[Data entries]
++++++++

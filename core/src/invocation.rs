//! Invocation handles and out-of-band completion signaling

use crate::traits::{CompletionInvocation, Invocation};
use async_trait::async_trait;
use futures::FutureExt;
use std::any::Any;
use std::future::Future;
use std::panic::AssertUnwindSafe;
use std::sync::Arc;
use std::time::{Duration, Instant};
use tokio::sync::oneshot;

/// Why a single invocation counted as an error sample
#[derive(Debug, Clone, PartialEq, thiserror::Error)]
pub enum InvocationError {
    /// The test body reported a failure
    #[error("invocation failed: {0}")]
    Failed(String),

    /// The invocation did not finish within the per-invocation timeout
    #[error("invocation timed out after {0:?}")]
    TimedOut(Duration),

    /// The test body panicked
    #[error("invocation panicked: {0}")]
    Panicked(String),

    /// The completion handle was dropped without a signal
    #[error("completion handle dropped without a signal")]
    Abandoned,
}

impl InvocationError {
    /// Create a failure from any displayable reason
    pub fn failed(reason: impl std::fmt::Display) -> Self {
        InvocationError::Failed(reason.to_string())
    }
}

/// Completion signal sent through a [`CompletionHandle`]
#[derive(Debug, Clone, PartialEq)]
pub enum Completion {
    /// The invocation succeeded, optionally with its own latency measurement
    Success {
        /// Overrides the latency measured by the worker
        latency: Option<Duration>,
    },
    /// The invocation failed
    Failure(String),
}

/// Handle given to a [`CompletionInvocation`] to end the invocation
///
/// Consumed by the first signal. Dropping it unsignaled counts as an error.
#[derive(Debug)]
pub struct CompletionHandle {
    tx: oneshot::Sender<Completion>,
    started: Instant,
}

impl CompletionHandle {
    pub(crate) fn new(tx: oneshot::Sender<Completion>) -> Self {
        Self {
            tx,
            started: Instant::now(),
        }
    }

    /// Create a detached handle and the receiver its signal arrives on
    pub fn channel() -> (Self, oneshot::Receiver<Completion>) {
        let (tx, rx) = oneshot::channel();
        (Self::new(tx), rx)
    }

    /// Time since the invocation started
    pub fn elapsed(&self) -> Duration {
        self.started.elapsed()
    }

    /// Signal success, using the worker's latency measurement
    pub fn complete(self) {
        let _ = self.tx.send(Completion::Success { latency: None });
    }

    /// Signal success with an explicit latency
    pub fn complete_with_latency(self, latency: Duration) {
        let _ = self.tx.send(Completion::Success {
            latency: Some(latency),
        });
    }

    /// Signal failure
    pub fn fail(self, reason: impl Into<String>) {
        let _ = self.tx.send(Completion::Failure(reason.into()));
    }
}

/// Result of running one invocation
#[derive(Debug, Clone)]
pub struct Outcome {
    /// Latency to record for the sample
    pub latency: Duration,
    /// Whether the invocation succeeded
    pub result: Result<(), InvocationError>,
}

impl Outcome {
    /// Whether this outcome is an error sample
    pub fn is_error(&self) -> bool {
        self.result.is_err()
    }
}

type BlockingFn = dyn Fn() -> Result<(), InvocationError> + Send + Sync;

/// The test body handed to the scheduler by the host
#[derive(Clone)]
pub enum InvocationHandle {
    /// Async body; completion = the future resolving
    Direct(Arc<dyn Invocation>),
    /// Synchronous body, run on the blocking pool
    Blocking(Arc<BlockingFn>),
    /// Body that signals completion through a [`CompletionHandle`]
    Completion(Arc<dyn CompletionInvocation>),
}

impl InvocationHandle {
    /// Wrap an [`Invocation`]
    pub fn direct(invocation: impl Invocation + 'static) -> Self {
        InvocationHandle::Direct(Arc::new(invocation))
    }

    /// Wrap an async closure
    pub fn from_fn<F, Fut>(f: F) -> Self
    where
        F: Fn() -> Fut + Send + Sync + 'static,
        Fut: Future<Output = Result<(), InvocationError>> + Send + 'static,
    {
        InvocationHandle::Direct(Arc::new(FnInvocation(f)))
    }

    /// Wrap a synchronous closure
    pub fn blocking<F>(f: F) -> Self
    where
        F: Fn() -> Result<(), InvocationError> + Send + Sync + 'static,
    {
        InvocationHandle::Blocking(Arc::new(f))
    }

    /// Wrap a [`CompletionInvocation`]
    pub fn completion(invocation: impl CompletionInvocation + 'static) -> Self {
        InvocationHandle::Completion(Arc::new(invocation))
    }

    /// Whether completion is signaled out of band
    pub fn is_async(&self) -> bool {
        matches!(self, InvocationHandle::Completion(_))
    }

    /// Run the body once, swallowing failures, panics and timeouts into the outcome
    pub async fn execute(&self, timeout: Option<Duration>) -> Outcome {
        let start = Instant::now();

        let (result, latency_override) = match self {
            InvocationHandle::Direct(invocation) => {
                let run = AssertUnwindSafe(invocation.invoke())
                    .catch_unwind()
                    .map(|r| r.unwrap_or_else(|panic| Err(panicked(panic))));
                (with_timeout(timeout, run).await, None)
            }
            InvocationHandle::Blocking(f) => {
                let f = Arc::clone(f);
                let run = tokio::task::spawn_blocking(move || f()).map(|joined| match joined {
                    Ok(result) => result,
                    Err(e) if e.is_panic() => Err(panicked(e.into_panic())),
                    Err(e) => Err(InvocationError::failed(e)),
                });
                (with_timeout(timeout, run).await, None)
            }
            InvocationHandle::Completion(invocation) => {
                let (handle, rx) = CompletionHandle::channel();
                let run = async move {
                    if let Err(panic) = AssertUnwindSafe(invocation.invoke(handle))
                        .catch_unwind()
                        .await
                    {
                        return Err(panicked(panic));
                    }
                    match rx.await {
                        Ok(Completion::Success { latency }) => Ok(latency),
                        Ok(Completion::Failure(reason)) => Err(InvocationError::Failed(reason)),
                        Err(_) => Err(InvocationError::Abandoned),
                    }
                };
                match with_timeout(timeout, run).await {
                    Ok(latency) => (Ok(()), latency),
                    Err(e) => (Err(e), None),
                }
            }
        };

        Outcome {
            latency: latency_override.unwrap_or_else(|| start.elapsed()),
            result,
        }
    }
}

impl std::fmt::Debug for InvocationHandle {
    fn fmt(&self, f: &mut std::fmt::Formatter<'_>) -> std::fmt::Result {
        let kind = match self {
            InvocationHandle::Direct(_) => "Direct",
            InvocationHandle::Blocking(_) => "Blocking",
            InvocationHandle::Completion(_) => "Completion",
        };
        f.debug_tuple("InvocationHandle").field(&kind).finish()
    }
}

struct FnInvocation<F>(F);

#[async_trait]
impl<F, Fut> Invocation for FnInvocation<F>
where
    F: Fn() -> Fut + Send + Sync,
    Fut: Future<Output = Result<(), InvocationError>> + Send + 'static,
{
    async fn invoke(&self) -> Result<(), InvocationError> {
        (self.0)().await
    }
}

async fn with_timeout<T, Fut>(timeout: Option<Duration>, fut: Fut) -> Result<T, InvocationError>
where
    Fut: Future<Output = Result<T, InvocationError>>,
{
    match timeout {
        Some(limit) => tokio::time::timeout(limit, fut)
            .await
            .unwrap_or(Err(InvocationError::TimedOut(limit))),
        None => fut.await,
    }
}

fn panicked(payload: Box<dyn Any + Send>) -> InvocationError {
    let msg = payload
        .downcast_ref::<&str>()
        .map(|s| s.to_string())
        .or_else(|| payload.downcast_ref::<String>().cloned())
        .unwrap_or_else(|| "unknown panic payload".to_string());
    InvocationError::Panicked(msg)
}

++++++++

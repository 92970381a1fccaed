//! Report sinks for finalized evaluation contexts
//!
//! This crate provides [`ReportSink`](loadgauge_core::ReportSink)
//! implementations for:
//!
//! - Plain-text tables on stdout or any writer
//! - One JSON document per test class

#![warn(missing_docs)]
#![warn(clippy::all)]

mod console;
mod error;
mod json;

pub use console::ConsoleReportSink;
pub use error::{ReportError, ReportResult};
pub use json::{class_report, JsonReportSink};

++++++++

• **PROBLEM**:
Search the data above for the string "tokio". Report every line where it is found.

• **TASK ANSWER**:
use tokio::sync::oneshot;
                let run = tokio::task::spawn_blocking(move || f()).map(|joined| match joined {
        Some(limit) => tokio::time::timeout(limit, fut)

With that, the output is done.